Neave left the meeting reckoning that ‘she has a good chance.’ This was still not enough to persuade him to abandon his support for du Cann, around whom stories of Keyser Ullmann’s financial difficulties continued to swirl. They had prompted Neave to consider asking a constituent, Paul Paubon, who he described as a member of the Secret Intelligence Service, to make some checks – though if he did so and what resulted is not recorded.24
As the days passed, the odds changed continuously. On Friday 29 November, he lunched at the House and, ear to the ground as always, ‘talked to some members about Margaret Thatcher, about whom there is not much enthusiasm.’ A week later, another encounter with her persuaded him that ‘I shall back her if Edward Du Cann¶ does not stand.’25
On Thursday 12 December, he saw Thatcher again. She too seemed to believe that du Cann was the best candidate. They ‘had a private conversation … She made it clear that if Edward Du Cann were to stand she would drop out.’ Much depended on the form of the election system Alec Douglas-Home was due to reveal the following week. The new proposals were announced on Tuesday 17 December. Home’s committee came up with two changes to the rules. One was a provision that made it possible for the leader to be challenged by MPs every year. The other was to change the existing system by which, to win the first ballot, a candidate had to have an absolute majority, plus a 15 per cent margin over their nearest rival. This was now to be modified so that the 15 per cent would be calculated on the total number of MPs eligible to take part, whether or not they did so. The proposals were to be voted on in the New Year. ‘Everybody quite cheerful but confused,’ Neave recorded. However, the general view was that Home had not favoured his boss and ‘pro-Heath people complain that he is given too hard a task to win on the first ballot.’
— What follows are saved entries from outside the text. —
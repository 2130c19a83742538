mod common;

use assert_cmd::Command;
use predicates::prelude::*;
use predicates::str::contains;

fn script(home: &std::path::Path, input: &str) -> assert_cmd::assert::Assert {
    let mut cmd = Command::cargo_bin("fintrack").unwrap();
    cmd.env("FINTRACK_SCRIPT", "1")
        .env("FINTRACK_HOME", home)
        .env("RUST_LOG", "off")
        .write_stdin(input.to_string())
        .assert()
}

#[test]
fn script_mode_records_income_and_allocates() {
    let home = common::temp_home();
    script(
        &home,
        "record Income 1 1000 Salary\ntotal Savings\ntotal Charity\nhistory\nexit\n",
    )
    .success()
    .stdout(contains("Added 1,000.00 ₽ to Income for January"))
    .stdout(contains("Income total: 1,000.00 ₽"))
    .stdout(contains("Savings total: 100.00 ₽"))
    .stdout(contains("Charity total: 50.00 ₽"))
    .stdout(contains("Auto-allocation"))
    .stdout(contains("Salary"));
}

#[test]
fn script_mode_reports_invalid_input_and_keeps_going() {
    let home = common::temp_home();
    script(
        &home,
        "record Loan 13 10\nrecord Expense March 20 Rent\nrecord Loan 2 -5\ntotal Loan\nexit\n",
    )
    .success()
    .stdout(contains("Invalid input"))
    .stdout(contains("not a valid amount"))
    .stdout(contains("Loan total: 0.00 ₽"))
    .stdout(contains("Added").not());
}

#[test]
fn unknown_command_suggests_closest_match() {
    let home = common::temp_home();
    script(&home, "histry\nexit\n")
        .success()
        .stdout(contains("Suggestion: `history`?"));
}

#[test]
fn config_changes_persist_between_runs() {
    let home = common::temp_home();
    script(&home, "config set currency_symbol $\nexit\n").success();
    assert!(home.join("config.json").exists());

    script(&home, "record Expense 6 20 Groceries\nexit\n")
        .success()
        .stdout(contains("Added 20.00 $ to Expense for June"));
}
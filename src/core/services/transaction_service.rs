//! Command boundary for recording entries.

use tracing::{debug, warn};

use crate::core::services::ServiceResult;
use crate::domain::RecordRequest;
use crate::ledger::{Ledger, RecordOutcome};

/// Dispatches record requests to the ledger and traces the outcome.
pub struct TransactionService;

impl TransactionService {
    pub fn record(ledger: &mut Ledger, request: &RecordRequest) -> ServiceResult<RecordOutcome> {
        match ledger.record(request) {
            Ok(outcome) => {
                debug!(
                    category = %outcome.category,
                    total = outcome.category_total,
                    appended = outcome.transactions.len(),
                    "record accepted"
                );
                Ok(outcome)
            }
            Err(err) => {
                warn!(?request, error = %err, "record rejected");
                Err(err.into())
            }
        }
    }
}

#[cfg(test)]
mod tests {
    use super::*;
    use crate::core::services::ServiceError;
    use crate::domain::Category;
    use crate::errors::LedgerError;

    #[test]
    fn rejected_request_leaves_ledger_untouched() {
        let mut ledger = Ledger::new();
        let request = RecordRequest::for_category(Category::Expense, 3, 20.0)
            .with_subcategory("Salary");
        let err = TransactionService::record(&mut ledger, &request)
            .expect_err("salary is not an expense subcategory");
        assert!(matches!(err, ServiceError::Ledger(LedgerError::InvalidInput(_))));
        assert_eq!(ledger, Ledger::new());
    }

    #[test]
    fn accepted_request_returns_appended_transactions() {
        let mut ledger = Ledger::new();
        let outcome = TransactionService::record(
            &mut ledger,
            &RecordRequest::for_category(Category::Loan, 1, 15.0),
        )
        .unwrap();
        assert_eq!(outcome.transactions.as_slice(), ledger.transactions());
        assert_eq!(outcome.category_total, 15.0);
    }
}
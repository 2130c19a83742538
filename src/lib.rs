#![doc(test(attr(deny(warnings))))]

//! fintrack keeps a twelve-month personal finance ledger in memory: monthly
//! totals per category and subcategory, automatic savings and charity
//! allocation from income, and a transaction history that always reconciles
//! with those totals.

pub mod cli;
pub mod config;
pub mod core;
pub mod domain;
pub mod errors;
pub mod ledger;
pub mod tips;
pub mod utils;

use std::sync::Once;

static INIT_TRACING: Once = Once::new();

/// Initializes global tracing and emits a startup info log.
pub fn init() {
    INIT_TRACING.call_once(|| {
        utils::init_tracing();
        tracing::info!("fintrack tracing initialized.");
    });
}
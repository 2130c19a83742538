use crate::domain::{Month, MONTHS_PER_YEAR};

/// Twelve monthly accumulators.
#[derive(Debug, Clone, Copy, Default, PartialEq)]
pub struct MonthlySeries([f64; MONTHS_PER_YEAR]);

impl MonthlySeries {
    pub fn zeroed() -> Self {
        Self::default()
    }

    pub fn add(&mut self, month: Month, amount: f64) {
        self.0[month.index()] += amount;
    }

    pub fn get(&self, month: Month) -> f64 {
        self.0[month.index()]
    }

    pub fn sum(&self) -> f64 {
        self.0.iter().sum()
    }

    pub fn values(&self) -> [f64; MONTHS_PER_YEAR] {
        self.0
    }
}

#[cfg(test)]
mod tests {
    use super::*;

    #[test]
    fn accumulates_per_month() {
        let mut series = MonthlySeries::zeroed();
        let may = Month::new(4).unwrap();
        series.add(may, 10.0);
        series.add(may, 2.5);
        series.add(Month::DECEMBER, 1.0);
        assert_eq!(series.get(may), 12.5);
        assert_eq!(series.sum(), 13.5);
        assert_eq!(series.values()[11], 1.0);
    }
}
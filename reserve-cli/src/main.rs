use clap::{Parser, Subcommand};
use std::fs;
use std::path::{Path, PathBuf};
use tracing::info;

use reserve_core::container::MARKER_LEN;
use reserve_core::locate::{population_files, population_index};
use reserve_core::{DecompressedContainer, ReserveError, Result};

#[derive(Debug, Parser)]
#[command(name = "reserve-edit", version, about = "Inspect and repack reserve population containers")]
struct Args {
    #[command(subcommand)]
    command: Command,
}

#[derive(Debug, Subcommand)]
enum Command {
    /// Print header sizes and payload details of a container.
    Info { file: PathBuf },
    /// Write the inflated payload (without the marker) to a file.
    Unpack {
        file: PathBuf,
        #[arg(long)]
        output: PathBuf,
    },
    /// Recompress an edited payload using the header and marker of an
    /// existing container.
    Pack {
        payload: PathBuf,
        #[arg(long, value_name = "CONTAINER")]
        template: PathBuf,
        #[arg(long)]
        output: PathBuf,
    },
    /// Check that a container survives a decompress/recompress cycle.
    Verify { file: PathBuf },
    /// List population containers below a directory.
    Scan { dir: PathBuf },
}

fn main() {
    tracing_subscriber::fmt()
        .with_env_filter(
            tracing_subscriber::EnvFilter::try_from_default_env()
                .unwrap_or_else(|_| tracing_subscriber::EnvFilter::new("info")),
        )
        .init();

    let args = Args::parse();
    if let Err(err) = run(args.command) {
        eprintln!("Error: {err}");
        std::process::exit(1);
    }
}

fn run(command: Command) -> Result<()> {
    match command {
        Command::Info { file } => info_cmd(&file),
        Command::Unpack { file, output } => unpack_cmd(&file, &output),
        Command::Pack {
            payload,
            template,
            output,
        } => pack_cmd(&payload, &template, &output),
        Command::Verify { file } => verify_cmd(&file),
        Command::Scan { dir } => {
            for path in population_files(&dir)? {
                let size = fs::metadata(&path)?.len();
                let index = population_index(&path).unwrap_or_default();
                println!("{index:>3}  {size:>10}  {}", path.display());
            }
            Ok(())
        }
    }
}

fn info_cmd(file: &Path) -> Result<()> {
    let container = DecompressedContainer::read_file(file)?;
    let [first, second] = container.decompressed_size_fields();
    println!("file:            {}", file.display());
    println!("size fields:     {first} / {second}");
    println!("inflated length: {}", MARKER_LEN + container.data.len());
    println!("marker:          {:02x?}", container.marker);
    println!("payload length:  {}", container.data.len());
    if let Some(version) = container.data.get(4..8) {
        let version = u32::from_le_bytes([version[0], version[1], version[2], version[3]]);
        println!("payload version: {version}");
    }
    Ok(())
}

fn unpack_cmd(file: &Path, output: &Path) -> Result<()> {
    let container = DecompressedContainer::read_file(file)?;
    fs::write(output, &container.data)?;
    info!(bytes = container.data.len(), path = %output.display(), "payload written");
    Ok(())
}

fn pack_cmd(payload: &Path, template: &Path, output: &Path) -> Result<()> {
    let template = DecompressedContainer::read_file(template)?;
    let container = template.with_payload(fs::read(payload)?);
    container.write_file(output)?;
    info!(path = %output.display(), bytes = container.data.len(), "container written");
    Ok(())
}

fn verify_cmd(file: &Path) -> Result<()> {
    let raw = fs::read(file)?;
    let container = DecompressedContainer::decompress(&raw)?;
    let repacked = DecompressedContainer::decompress(&container.recompress()?)?;
    if repacked.file_header != container.file_header
        || repacked.marker != container.marker
        || repacked.data != container.data
    {
        return Err(ReserveError::Schema(format!(
            "{} does not survive a recompress cycle",
            file.display()
        )));
    }
    let [first, _] = container.decompressed_size_fields();
    if first as usize != MARKER_LEN + container.data.len() {
        println!(
            "warning: header records {first} inflated bytes, stream holds {}",
            MARKER_LEN + container.data.len()
        );
    }
    println!("ok: {}", file.display());
    Ok(())
}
In the run-up to Christmas 1974, the Westminster weathervane was swinging to all points of the compass and it was impossible to detect a strong prevailing wind that favoured any particular candidate. Mrs Thatcher had recovered easily from an early low blow by the Heath camp which publicised an old interview she had given to a small magazine called Pre-Retirement Choice in which she revealed that she stockpiled tins of ‘expensive proteins: ham, tongue, mackerel …’ as a strategy to beat inflation. This was immediately presented across the media as evidence of ‘hoarding’. Stockpiling was something only the well-off could afford and the word still carried pejorative overtones from the last war.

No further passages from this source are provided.